7FM techniques produce a concept design that promotes a solid and effective system design.  Clearly identify the vehicle level functions, their risks, and how they will be controlled.  Completely identify all objects which relate to the Hazard Analysis and Risk Assessment as well as their scenarios.  The hazards require sensors that can see obstacles/objects under all driving conditions.  Computational power is determined by the number of sensors, the maximum number of objects, and time/distance constraints.  The HARA assigns Automotive Safety Integrity Levels to each vehicle level function.  The top level software that directly produces these functions are all assigned their highest ASIL Risk (e.g. ASIL D if that is highest).  The Vehicle level functions and their risks are assigned Functional Safety Requirements.  The initial concept system design is created and ASIL decomposition is created.  This is the Safety Concept.  All concept functions are identified, their fault states are determined, and detection and safe states are planned.  A system design needs to have this clear information in order to efficiently create its top level system function design and its top level hardware system design.  This course focuses on ISO 26262 Part 3.  The goal is to produce mature concept level design that provides extremely clear guidance to the system level design.  The analysis covers SAE L1 through SAE L5 concepts.  An L4 concept design will be offered for conversation and learning purposes.

• Overview
• Important ISO 26262 Part 1 terms and definitions
• SAE L1 through L5 applications:
• The stability prediction model for L4-L5 applications
• Four levels of function growth and mastery
• The five functional safety response levels in relationship to minimum risk conditions.

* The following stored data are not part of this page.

//! Exam Sprint library
//!
//! This library provides the core functionality for the Exam Sprint CLI.
//! It includes:
//! - Timer engine cycling focus sessions and breaks
//! - IPC server/client for daemon-CLI communication
//! - Settings, session history and snapshot stores
//! - CLI command parsing and display utilities
//! - Type definitions for settings, state and wire messages

pub mod cli;
pub mod daemon;
pub mod paths;
pub mod store;
pub mod types;

// Re-export commonly used types for convenience
pub use daemon::{TimerEngine, TimerEvent};
pub use paths::AppPaths;
pub use store::{
    JsonHistoryStore, MemoryHistory, SessionHistoryStore, SettingsFile, SettingsProvider,
    SnapshotFile, StoreError,
};
pub use types::{
    EngineSnapshot, FocusSummary, IpcRequest, IpcResponse, ResponseData, SessionKind,
    SessionRecord, TimerSettings, TimerState, TimerStatus,
};
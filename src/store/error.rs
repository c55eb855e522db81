//! Store error types.
//!
//! Errors raised by the settings and session history backings.

use std::path::PathBuf;

use thiserror::Error;

/// Errors that can occur while reading or writing persisted data.
#[derive(Debug, Error)]
pub enum StoreError {
    /// Underlying file I/O failed.
    #[error("ファイルの読み書きに失敗しました ({path}): {source}")]
    Io {
        /// File that was being accessed
        path: PathBuf,
        /// Original error
        #[source]
        source: std::io::Error,
    },

    /// The file contents were not valid JSON for the expected type.
    #[error("JSONの解析に失敗しました ({path}): {source}")]
    Json {
        /// File that was being parsed
        path: PathBuf,
        /// Original error
        #[source]
        source: serde_json::Error,
    },

    /// Settings failed validation.
    #[error("設定が不正です: {0}")]
    InvalidSettings(String),

    /// The backing store is unavailable.
    #[error("ストアが利用できません: {0}")]
    Unavailable(String),
}

impl StoreError {
    /// Wraps an I/O error with the path it occurred on.
    pub fn io(path: impl Into<PathBuf>, source: std::io::Error) -> Self {
        Self::Io {
            path: path.into(),
            source,
        }
    }

    /// Wraps a JSON error with the path it occurred on.
    pub fn json(path: impl Into<PathBuf>, source: serde_json::Error) -> Self {
        Self::Json {
            path: path.into(),
            source,
        }
    }
}
//! Command definitions for the study timer CLI.
//!
//! Uses clap derive macro for argument parsing.

use chrono::NaiveDate;
use clap::{Args, Parser, Subcommand};

use crate::types::SessionKind;

// ============================================================================
// CLI Structure
// ============================================================================

/// Exam Sprint - a Pomodoro timer for exam preparation
#[derive(Parser, Debug)]
#[command(
    name = "exam-sprint",
    version,
    about = "試験勉強向けポモドーロタイマーCLI",
    long_about = "集中セッションと休憩を交互に計測するポモドーロタイマー。\n\
                  タイマーはデーモンとして動作し、完了したセッションを履歴に記録します。",
    propagate_version = true
)]
pub struct Cli {
    /// Subcommand to execute
    #[command(subcommand)]
    pub command: Option<Commands>,

    /// Enable verbose output for debugging
    #[arg(short, long, global = true)]
    pub verbose: bool,
}

// ============================================================================
// Subcommands
// ============================================================================

/// Available subcommands
#[derive(Subcommand, Debug, Clone)]
pub enum Commands {
    /// Start a session of the current kind
    Start(StartArgs),

    /// Pause the running session
    Pause,

    /// Resume the paused session
    Resume,

    /// Stop the session without recording it
    Stop,

    /// Skip the current break
    Skip,

    /// Discard any session and return to focus
    Reset,

    /// Select the kind of the next session
    Kind {
        /// focus, short-break or long-break
        kind: SessionKind,
    },

    /// Attach a note to the last completed session
    Note {
        /// Note text
        #[arg(value_parser = validate_note)]
        text: String,
    },

    /// Show current timer status
    Status,

    /// Show today's completed focus sessions
    Today,

    /// List recorded sessions for a day
    History(HistoryArgs),

    /// Show or change timer settings
    Settings {
        #[command(subcommand)]
        action: Option<SettingsAction>,
    },

    /// Run the timer daemon in the foreground
    Daemon,

    /// Generate shell completion scripts
    Completions {
        /// Shell type for completion script
        #[arg(value_enum)]
        shell: clap_complete::Shell,
    },
}

// ============================================================================
// Command Arguments
// ============================================================================

/// Arguments for the start command
#[derive(Args, Debug, Clone, Default)]
pub struct StartArgs {
    /// Task or subject this session is for
    #[arg(short, long, value_parser = validate_task_id)]
    pub task: Option<String>,
}

/// Arguments for the history command
#[derive(Args, Debug, Clone, Default)]
pub struct HistoryArgs {
    /// Day to list (YYYY-MM-DD, defaults to today)
    #[arg(short, long, value_parser = parse_date)]
    pub date: Option<NaiveDate>,
}

/// Settings subcommands
#[derive(Subcommand, Debug, Clone)]
pub enum SettingsAction {
    /// Print the current settings
    Show,
    /// Change one or more settings
    Set(SettingsArgs),
}

/// Arguments for `settings set`
#[derive(Args, Debug, Clone, Default)]
pub struct SettingsArgs {
    /// Focus duration in minutes (1-120)
    #[arg(long, value_parser = clap::value_parser!(u32).range(1..=120))]
    pub focus: Option<u32>,

    /// Short break duration in minutes (1-60)
    #[arg(long, value_parser = clap::value_parser!(u32).range(1..=60))]
    pub short_break: Option<u32>,

    /// Long break duration in minutes (1-60)
    #[arg(long, value_parser = clap::value_parser!(u32).range(1..=60))]
    pub long_break: Option<u32>,

    /// Focus sessions before a long break (1-12)
    #[arg(long, value_parser = clap::value_parser!(u32).range(1..=12))]
    pub cycle: Option<u32>,
}

impl SettingsArgs {
    /// Returns true if no setting was given.
    pub fn is_empty(&self) -> bool {
        self.focus.is_none()
            && self.short_break.is_none()
            && self.long_break.is_none()
            && self.cycle.is_none()
    }
}

// ============================================================================
// Validation Functions
// ============================================================================

/// Validates the task reference.
///
/// - Must not be empty
/// - Must not exceed 100 characters
fn validate_task_id(s: &str) -> Result<String, String> {
    if s.trim().is_empty() {
        return Err("タスク名は空にできません".to_string());
    }
    if s.chars().count() > 100 {
        return Err("タスク名は100文字以内にしてください".to_string());
    }
    Ok(s.to_string())
}

fn validate_note(s: &str) -> Result<String, String> {
    if s.chars().count() > 500 {
        return Err("メモは500文字以内にしてください".to_string());
    }
    Ok(s.to_string())
}

fn parse_date(s: &str) -> Result<NaiveDate, String> {
    NaiveDate::parse_from_str(s, "%Y-%m-%d")
        .map_err(|_| format!("日付は YYYY-MM-DD 形式で指定してください: {}", s))
}

// ============================================================================
// Tests
// ============================================================================

#[cfg(test)]
mod tests {
    use super::*;

    // ------------------------------------------------------------------------
    // Cli Tests
    // ------------------------------------------------------------------------

    mod cli_tests {
        use super::*;

        #[test]
        fn test_parse_no_args() {
            let cli = Cli::parse_from(["exam-sprint"]);
            assert!(cli.command.is_none());
            assert!(!cli.verbose);
        }

        #[test]
        fn test_parse_short_verbose_flag() {
            let cli = Cli::parse_from(["exam-sprint", "-v", "status"]);
            assert!(cli.verbose);
            assert!(matches!(cli.command, Some(Commands::Status)));
        }

        #[test]
        fn test_parse_unit_commands() {
            let cases = [
                ("pause", "Pause"),
                ("resume", "Resume"),
                ("stop", "Stop"),
                ("skip", "Skip"),
                ("reset", "Reset"),
                ("today", "Today"),
                ("daemon", "Daemon"),
            ];
            for (arg, name) in cases {
                let cli = Cli::parse_from(["exam-sprint", arg]);
                let parsed = format!("{:?}", cli.command.unwrap());
                assert_eq!(parsed, name);
            }
        }

        #[test]
        fn test_parse_kind() {
            let cli = Cli::parse_from(["exam-sprint", "kind", "long-break"]);
            match cli.command {
                Some(Commands::Kind { kind }) => assert_eq!(kind, SessionKind::LongBreak),
                _ => panic!("Expected Kind command"),
            }
        }

        #[test]
        fn test_parse_kind_rejects_unknown() {
            assert!(Cli::try_parse_from(["exam-sprint", "kind", "nap"]).is_err());
        }

        #[test]
        fn test_parse_note() {
            let cli = Cli::parse_from(["exam-sprint", "note", "covered chapter 2"]);
            match cli.command {
                Some(Commands::Note { text }) => assert_eq!(text, "covered chapter 2"),
                _ => panic!("Expected Note command"),
            }
        }

        #[test]
        fn test_parse_completions_zsh() {
            let cli = Cli::parse_from(["exam-sprint", "completions", "zsh"]);
            match cli.command {
                Some(Commands::Completions { shell }) => {
                    assert_eq!(shell, clap_complete::Shell::Zsh);
                }
                _ => panic!("Expected Completions command"),
            }
        }
    }

    // ------------------------------------------------------------------------
    // StartArgs / HistoryArgs Tests
    // ------------------------------------------------------------------------

    mod args_tests {
        use super::*;

        #[test]
        fn test_start_without_task() {
            let cli = Cli::parse_from(["exam-sprint", "start"]);
            match cli.command {
                Some(Commands::Start(args)) => assert!(args.task.is_none()),
                _ => panic!("Expected Start command"),
            }
        }

        #[test]
        fn test_start_with_task() {
            let cli = Cli::parse_from(["exam-sprint", "start", "--task", "linear-algebra"]);
            match cli.command {
                Some(Commands::Start(args)) => {
                    assert_eq!(args.task.as_deref(), Some("linear-algebra"))
                }
                _ => panic!("Expected Start command"),
            }
        }

        #[test]
        fn test_start_rejects_empty_task() {
            assert!(Cli::try_parse_from(["exam-sprint", "start", "--task", "  "]).is_err());
        }

        #[test]
        fn test_start_rejects_long_task() {
            let long = "あ".repeat(101);
            assert!(Cli::try_parse_from(["exam-sprint", "start", "-t", &long]).is_err());
        }

        #[test]
        fn test_history_with_date() {
            let cli = Cli::parse_from(["exam-sprint", "history", "--date", "2026-01-15"]);
            match cli.command {
                Some(Commands::History(args)) => {
                    assert_eq!(args.date, NaiveDate::from_ymd_opt(2026, 1, 15));
                }
                _ => panic!("Expected History command"),
            }
        }

        #[test]
        fn test_history_rejects_bad_date() {
            assert!(Cli::try_parse_from(["exam-sprint", "history", "-d", "15/01/2026"]).is_err());
        }
    }

    // ------------------------------------------------------------------------
    // Settings Tests
    // ------------------------------------------------------------------------

    mod settings_tests {
        use super::*;

        #[test]
        fn test_settings_without_action() {
            let cli = Cli::parse_from(["exam-sprint", "settings"]);
            assert!(matches!(
                cli.command,
                Some(Commands::Settings { action: None })
            ));
        }

        #[test]
        fn test_settings_set() {
            let cli = Cli::parse_from([
                "exam-sprint",
                "settings",
                "set",
                "--focus",
                "50",
                "--cycle",
                "3",
            ]);
            match cli.command {
                Some(Commands::Settings {
                    action: Some(SettingsAction::Set(args)),
                }) => {
                    assert_eq!(args.focus, Some(50));
                    assert_eq!(args.cycle, Some(3));
                    assert!(args.short_break.is_none());
                    assert!(!args.is_empty());
                }
                _ => panic!("Expected Settings Set command"),
            }
        }

        #[test]
        fn test_settings_set_rejects_out_of_range() {
            assert!(
                Cli::try_parse_from(["exam-sprint", "settings", "set", "--focus", "121"]).is_err()
            );
            assert!(
                Cli::try_parse_from(["exam-sprint", "settings", "set", "--cycle", "0"]).is_err()
            );
            assert!(Cli::try_parse_from([
                "exam-sprint",
                "settings",
                "set",
                "--short-break",
                "61"
            ])
            .is_err());
        }

        #[test]
        fn test_settings_args_empty() {
            assert!(SettingsArgs::default().is_empty());
        }
    }
}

• QM, ASIL A-ASIL D as standards requirements
• Safety of the intended function is the natural result of this process.
• Understanding the design domain and requirements SAE
• Designing for Functional Safety.  The Concept Design – ISO 26262 Part 3
• The domain and its vital role in creating a tractable design.
• The Item Definition
• Concept architecture from sensors to actuations and driver warning signals
• Defining the driving segments through the domain, which are allowed by the system.
• Collapsing segments into common segments that have the same technical solutions and risks/
• Vehicle level functions commanded by the ADAS/ADS solution.
• Domain driving segments, E/E vehicle commands, and the HARA
• Identifying the hazards (humans and the scenario)
• The Concept level 7FM FMEA
• Object/obstacle detection versus object recognition
• Hazards and sensors
• Object recognition functions and failure modes,
• Static, Dynamic, and Map relationships,
• Sensor Degradation
• Object attribute functions and failure modes
• Object tracking/vector functions and their failure modes,
• Object behavior and risks, and
• Object prediction
• Localization functions and their failure modes
• Motion Control and their failure modes
• Motion Planning and their failure modes
• Dynamic Control and Vehicle Control and their failure modes.
• Functional Safety Requirements and Functional Safety Concept
• The Safety Requirement table and the safety summary for every concept level function
• Planning the configuration and how the fault state map relates to the configuration and functions.